2010-02-02 Thread Tim Cook
On Tue, Feb 2, 2010 at 2:14 PM, David Dyer-Bennet d...@dd-b.net wrote:


 On Tue, February 2, 2010 11:26, Richard Elling wrote:
  On Feb 2, 2010, at 8:49 AM, David Dyer-Bennet wrote:
  On Tue, February 2, 2010 10:21, Marc Nicholas wrote:
  I agree wholeheartedlyyou're paying to make the problem go away
  in
  an
  expedient manner. That said, I see how much we spend on NetApp storage
  at
  work and it makes me shudder ;)
 
  Yes, exactly.  Pricing must be about right, people wince but pay it :-).
  If they don't wince it's too low.
 
  Business 101.
  The price will be what the market will bear. If the price seems out of
  line with your market, then perhaps you aren't in the same market.

 Yes, perhaps.  Quite clearly, in this case; I'm not buying enterprise
 storage myself.  If the market bears it for long, then there's definitely
 an actual market there; otherwise it might have been a mistake by the
 company.

 I want the disk companies to come up with a set of specs for an
 enterprise-grade drive that can be used in stock form in relatively simple
 hardware to give good results.  This concept that their enterprise-grade
 drives need tweaking in the firmware and price to be useful is annoying.
 Fair enough for people pushing the edges of the envelope, but most people
 don't, there should be a good solid mainstream solution available.
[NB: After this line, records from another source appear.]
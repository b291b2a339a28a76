//! Affine transformation matrix.
//!
//! A 2D affine map stored as six floats `(a, b, c, d, e, f)`:
//!
//! ```text
//!   | a  c  e |
//!   | b  d  f |
//!   | 0  0  1 |
//! ```
//!
//! Transform: `x' = a*x + c*y + e`, `y' = b*x + d*y + f`.
//!
//! Composition convention: [`AffineTransform::concat`]`(A, B)` (also written
//! `A * B`) applies `B` first and then `A`.

use crate::basics::{is_equal_eps, Point};

/// Epsilon for approximate matrix comparisons.
pub const AFFINE_EPSILON: f32 = 1e-5;

/// 2D affine transformation matrix.
#[derive(Debug, Clone, Copy, PartialEq)]
pub struct AffineTransform {
    pub a: f32,
    pub b: f32,
    pub c: f32,
    pub d: f32,
    pub e: f32,
    pub f: f32,
}

impl AffineTransform {
    // ====================================================================
    // Construction
    // ====================================================================

    /// Identity matrix.
    pub const fn identity() -> Self {
        Self::new(1.0, 0.0, 0.0, 1.0, 0.0, 0.0)
    }

    /// Matrix from its six components, in `(a, b, c, d, e, f)` order.
    pub const fn new(a: f32, b: f32, c: f32, d: f32, e: f32, f: f32) -> Self {
        Self { a, b, c, d, e, f }
    }

    /// Translation matrix.
    pub fn translation(tx: f32, ty: f32) -> Self {
        Self::new(1.0, 0.0, 0.0, 1.0, tx, ty)
    }

    /// Non-uniform scaling matrix.
    pub fn scaling(sx: f32, sy: f32) -> Self {
        Self::new(sx, 0.0, 0.0, sy, 0.0, 0.0)
    }

    /// Rotation by `radians` (positive turns +x toward +y).
    pub fn rotation(radians: f32) -> Self {
        let (s, c) = radians.sin_cos();
        Self::new(c, s, -s, c, 0.0, 0.0)
    }

    /// Matrix whose columns are the basis vectors `u`, `v` and the origin.
    ///
    /// Maps `(1,0)` to `origin + u`, `(0,1)` to `origin + v` and `(0,0)` to
    /// `origin`. Used to map the unit triangle onto an arbitrary one.
    pub fn from_basis(u: Point, v: Point, origin: Point) -> Self {
        Self::new(u.x, u.y, v.x, v.y, origin.x, origin.y)
    }

    // ====================================================================
    // Composition
    // ====================================================================

    /// The transform that applies `second` first and then `first`.
    pub fn concat(first: &AffineTransform, second: &AffineTransform) -> Self {
        Self::new(
            first.a * second.a + first.c * second.b,
            first.b * second.a + first.d * second.b,
            first.a * second.c + first.c * second.d,
            first.b * second.c + first.d * second.d,
            first.a * second.e + first.c * second.f + first.e,
            first.b * second.e + first.d * second.f + first.f,
        )
    }

    /// Replace `self` with `self * m`, so `m` is applied before `self`.
    pub fn pre_concat(&mut self, m: &AffineTransform) -> &mut Self {
        *self = Self::concat(self, m);
        self
    }

    /// Replace `self` with `m * self`, so `m` is applied after `self`.
    pub fn post_concat(&mut self, m: &AffineTransform) -> &mut Self {
        *self = Self::concat(m, self);
        self
    }

    /// Determinant of the 2x2 linear part.
    #[inline]
    pub fn determinant(&self) -> f32 {
        self.a * self.d - self.b * self.c
    }

    /// Closed-form inverse. `None` exactly when the determinant is zero.
    pub fn invert(&self) -> Option<Self> {
        let det = self.determinant();
        if det == 0.0 {
            return None;
        }
        let inv = 1.0 / det;
        Some(Self::new(
            self.d * inv,
            -self.b * inv,
            -self.c * inv,
            self.a * inv,
            (self.c * self.f - self.d * self.e) * inv,
            (self.b * self.e - self.a * self.f) * inv,
        ))
    }

    // ====================================================================
    // Mapping
    // ====================================================================

    /// Map one point.
    #[inline]
    pub fn map_point(&self, p: Point) -> Point {
        Point::new(
            self.a * p.x + self.c * p.y + self.e,
            self.b * p.x + self.d * p.y + self.f,
        )
    }

    /// Map a slice of points in place. The identity leaves them untouched.
    pub fn map_points(&self, pts: &mut [Point]) {
        if self.is_identity() {
            return;
        }
        for p in pts.iter_mut() {
            *p = self.map_point(*p);
        }
    }

    /// Map `src` into `dst`; only the common prefix is written.
    pub fn map_points_into(&self, src: &[Point], dst: &mut [Point]) {
        if self.is_identity() {
            let n = src.len().min(dst.len());
            dst[..n].copy_from_slice(&src[..n]);
            return;
        }
        for (d, s) in dst.iter_mut().zip(src) {
            *d = self.map_point(*s);
        }
    }

    // ====================================================================
    // Queries
    // ====================================================================

    /// Exact identity check.
    #[inline]
    pub fn is_identity(&self) -> bool {
        *self == Self::identity()
    }

    /// True when the matrix only scales and translates, so axis-aligned
    /// rectangles stay axis-aligned.
    #[inline]
    pub fn is_scale_translate(&self) -> bool {
        self.b == 0.0 && self.c == 0.0
    }

    /// Component-wise comparison within `epsilon`.
    pub fn is_equal(&self, m: &AffineTransform, epsilon: f32) -> bool {
        is_equal_eps(self.a, m.a, epsilon)
            && is_equal_eps(self.b, m.b, epsilon)
            && is_equal_eps(self.c, m.c, epsilon)
            && is_equal_eps(self.d, m.d, epsilon)
            && is_equal_eps(self.e, m.e, epsilon)
            && is_equal_eps(self.f, m.f, epsilon)
    }
}

impl Default for AffineTransform {
    fn default() -> Self {
        Self::identity()
    }
}

/// `A * B` applies `B` first, then `A`.
impl std::ops::Mul for AffineTransform {
    type Output = AffineTransform;
    fn mul(self, rhs: AffineTransform) -> AffineTransform {
        AffineTransform::concat(&self, &rhs)
    }
}

impl std::ops::MulAssign for AffineTransform {
    fn mul_assign(&mut self, rhs: AffineTransform) {
        self.pre_concat(&rhs);
    }
}

// ============================================================================
// Tests
// ============================================================================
 A Solaris-based ZFS box using SAS controllers with 5, 8, 24, and 48 drive
 bay options might just about do it, if it could take a range of stock
 drives officially.  Kill off a big chunk of people who get forced into
 enterprise storage against their will.


How exactly do you suggest the drive manufacturers make their drives just
work with every SAS/SATA controller on the market, and all of the quirks
they have?  You're essentially saying you want the drive manufacturers to do
what the storage vendors are doing today (all of the integration work), only
not charge you for it.

You can't have your cake and eat it too.




 Yes, my Camry is good for commuting and running across town through
 unfortunately frequent stop-and-go traffic, and running down to see my
 mother (about an hour) a lot more than I used to need to.  It can carry 4
 very comfortably, which we only use every month or so, and it can carry
 the 3-head studio lighting kit in the trunk very comfortably.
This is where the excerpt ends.